*** Opening of EXCERPTED RECORDS ***

// Copyright 2015-2023 Benjamin Fry <benjaminfry@me.com>
//
// Licensed under the Apache License, Version 2.0, <LICENSE-APACHE or
// https://apache.org/licenses/LICENSE-2.0> or the MIT license <LICENSE-MIT or
// https://opensource.org/licenses/MIT>, at your option. This file may not be
// copied, modified, or distributed except according to those terms.

use std::marker::PhantomData;

use crate::error::{ProtoErrorKind, ProtoResult};

use super::BinEncodable;

// this is private to make sure there is no accidental access to the inner buffer.
mod private {
    use crate::error::{ProtoErrorKind, ProtoResult};

    /// A wrapper for a buffer that guarantees writes never exceed a defined set of bytes
    pub(super) struct MaximalBuf<'a> {
        max_size: usize,
        buffer: &'a mut Vec<u8>,
    }

    impl<'a> MaximalBuf<'a> {
        pub(super) fn new(max_size: u16, buffer: &'a mut Vec<u8>) -> Self {
            MaximalBuf {
                max_size: max_size as usize,
                buffer,
            }
        }

        /// Sets the maximum size to enforce
        pub(super) fn set_max_size(&mut self, max: u16) {
            self.max_size = max as usize;
        }

        pub(super) fn write(&mut self, offset: usize, data: &[u8]) -> ProtoResult<()> {
            debug_assert!(offset <= self.buffer.len());
            if offset + data.len() > self.max_size {
                return Err(ProtoErrorKind::MaxBufferSizeExceeded(self.max_size).into());
            }

            if offset == self.buffer.len() {
                self.buffer.extend(data);
                return Ok(());
            }

            let end = offset + data.len();
            if end > self.buffer.len() {
                self.buffer.resize(end, 0);
            }

            self.buffer[offset..end].copy_from_slice(data);
            Ok(())
        }

        pub(super) fn reserve(&mut self, offset: usize, len: usize) -> ProtoResult<()> {
            let end = offset + len;
            if end > self.max_size {
                return Err(ProtoErrorKind::MaxBufferSizeExceeded(self.max_size).into());
            }

            self.buffer.resize(end, 0);
            Ok(())
        }

        /// returns the length of the underlying buffer
        pub(super) fn len(&self) -> usize {
            self.buffer.len()
        }
    }
}

/// Encode DNS messages and resource record types.
pub struct BinEncoder<'a> {
    offset: usize,
    buffer: private::MaximalBuf<'a>,
}

impl<'a> BinEncoder<'a> {
    /// Create a new encoder with the Vec to fill
    pub fn new(buf: &'a mut Vec<u8>) -> Self {
        Self::with_offset(buf, 0)
    }

    /// Begins the encoder at the given offset
    ///
    /// This is used when the OPT record is appended to a message that the enclosing codec has
    ///  already partly written.
    ///
    /// # Arguments
    ///
    /// * `offset` - index at which to start writing into the buffer
    pub fn with_offset(buf: &'a mut Vec<u8>, offset: u32) -> Self {
        if buf.capacity() < 512 {
            let reserve = 512 - buf.capacity();
            buf.reserve(reserve);
        }

        BinEncoder {
            offset: offset as usize,
            buffer: private::MaximalBuf::new(u16::MAX, buf),
        }
    }

    /// Sets the maximum size of the buffer
    ///
    /// DNS message lens must be smaller than u16::max_value due to hard limits in the protocol
    pub fn set_max_size(&mut self, max: u16) {
        self.buffer.set_max_size(max);
    }

    /// Returns the length of the buffer
    pub fn len(&self) -> usize {
        self.buffer.len()
    }

    /// Returns `true` if the buffer is empty
    pub fn is_empty(&self) -> bool {
        self.len() == 0
    }

    /// Returns the current offset into the buffer
    pub fn offset(&self) -> usize {
        self.offset
    }

    /// Emit one byte into the buffer
    pub fn emit(&mut self, b: u8) -> ProtoResult<()> {
        self.buffer.write(self.offset, &[b])?;
        self.offset += 1;
        Ok(())
    }

    /// Emit one byte into the buffer
    pub fn emit_u8(&mut self, data: u8) -> ProtoResult<()> {
        self.emit(data)
    }

    /// Writes a u16 in network byte order to the buffer
    pub fn emit_u16(&mut self, data: u16) -> ProtoResult<()> {
        self.write_slice(&data.to_be_bytes())
    }

    /// Writes an u32 in network byte order to the buffer
    pub fn emit_u32(&mut self, data: u32) -> ProtoResult<()> {
        self.write_slice(&data.to_be_bytes())
    }

    /// Writes an u64 in network byte order to the buffer
    pub fn emit_u64(&mut self, data: u64) -> ProtoResult<()> {
        self.write_slice(&data.to_be_bytes())
    }

    fn write_slice(&mut self, data: &[u8]) -> ProtoResult<()> {
        self.buffer.write(self.offset, data)?;
        self.offset += data.len();
        Ok(())
    }

    /// Writes the byte slice to the stream
    pub fn emit_vec(&mut self, data: &[u8]) -> ProtoResult<()> {
        self.write_slice(data)
    }

    /// capture a location to write back to
    pub fn place<T: EncodedSize>(&mut self) -> ProtoResult<Place<T>> {
        let index = self.offset;

        // resize the buffer
        self.buffer.reserve(self.offset, T::LEN)?;

        // update the offset
        self.offset += T::LEN;

        Ok(Place {
            start_index: index,
            phantom: PhantomData,
        })
    }

    /// calculates the length of data written since the place was creating
    pub fn len_since_place<T: EncodedSize>(&self, place: &Place<T>) -> usize {
        (self.offset - place.start_index) - T::LEN
    }

    /// write back to a previously captured location
    pub fn emit_at<T: EncodedSize>(&mut self, place: Place<T>, data: T) -> ProtoResult<()> {
        // preserve current index
        let current_index = self.offset;

        // reset the current index back to place before writing
        //   this is an assert because it's programming error for it to be wrong.
        assert!(place.start_index < current_index);
        self.offset = place.start_index;

        // emit the data to be written at this place
        let emit_result = data.emit(self);

        // double check that the current number of bytes were written
        //   this is an assert because it's programming error for it to be wrong.
        assert!((self.offset - place.start_index) == T::LEN);

        // reset to original location
        self.offset = current_index;

        emit_result
    }
}

/// A trait to return the size of a type as it will be encoded in DNS
///
/// it does not necessarily equal `std::mem::size_of`, though it might, especially for primitives
pub trait EncodedSize: BinEncodable {
    /// Number of bytes the type occupies on the wire
    const LEN: usize;
}

impl EncodedSize for u16 {
    const LEN: usize = 2;
}

/// A reserved, not yet written, location in the encoder. Used for length prefixes that are only
///  known once the data after them has been written.
#[derive(Debug)]
#[must_use = "data must be written back to the place"]
pub struct Place<T: EncodedSize> {
    start_index: usize,
    phantom: PhantomData<T>,
}

impl<T: EncodedSize> Place<T> {
    /// Writes `data` into the reserved location
    pub fn replace(self, encoder: &mut BinEncoder<'_>, data: T) -> ProtoResult<()> {
        encoder.emit_at(self, data)
    }
}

*** Close of EXCERPTED RECORDS ***

◆ ACTIVITY ◆
Write out, from the lines above, only those from the line with "pub(super) struct MaximalBuf<'a>" to the line with "pub(super) fn set_max_size(&mut", exactly as given, including the first and the last.

◆ WRITTEN SOLUTION ◆
    pub(super) struct MaximalBuf<'a> {
        max_size: usize,
        buffer: &'a mut Vec<u8>,
    }

    impl<'a> MaximalBuf<'a> {
        pub(super) fn new(max_size: u16, buffer: &'a mut Vec<u8>) -> Self {
            MaximalBuf {
                max_size: max_size as usize,
                buffer,
            }
        }

        /// Sets the maximum size to enforce
        pub(super) fn set_max_size(&mut self, max: u16) {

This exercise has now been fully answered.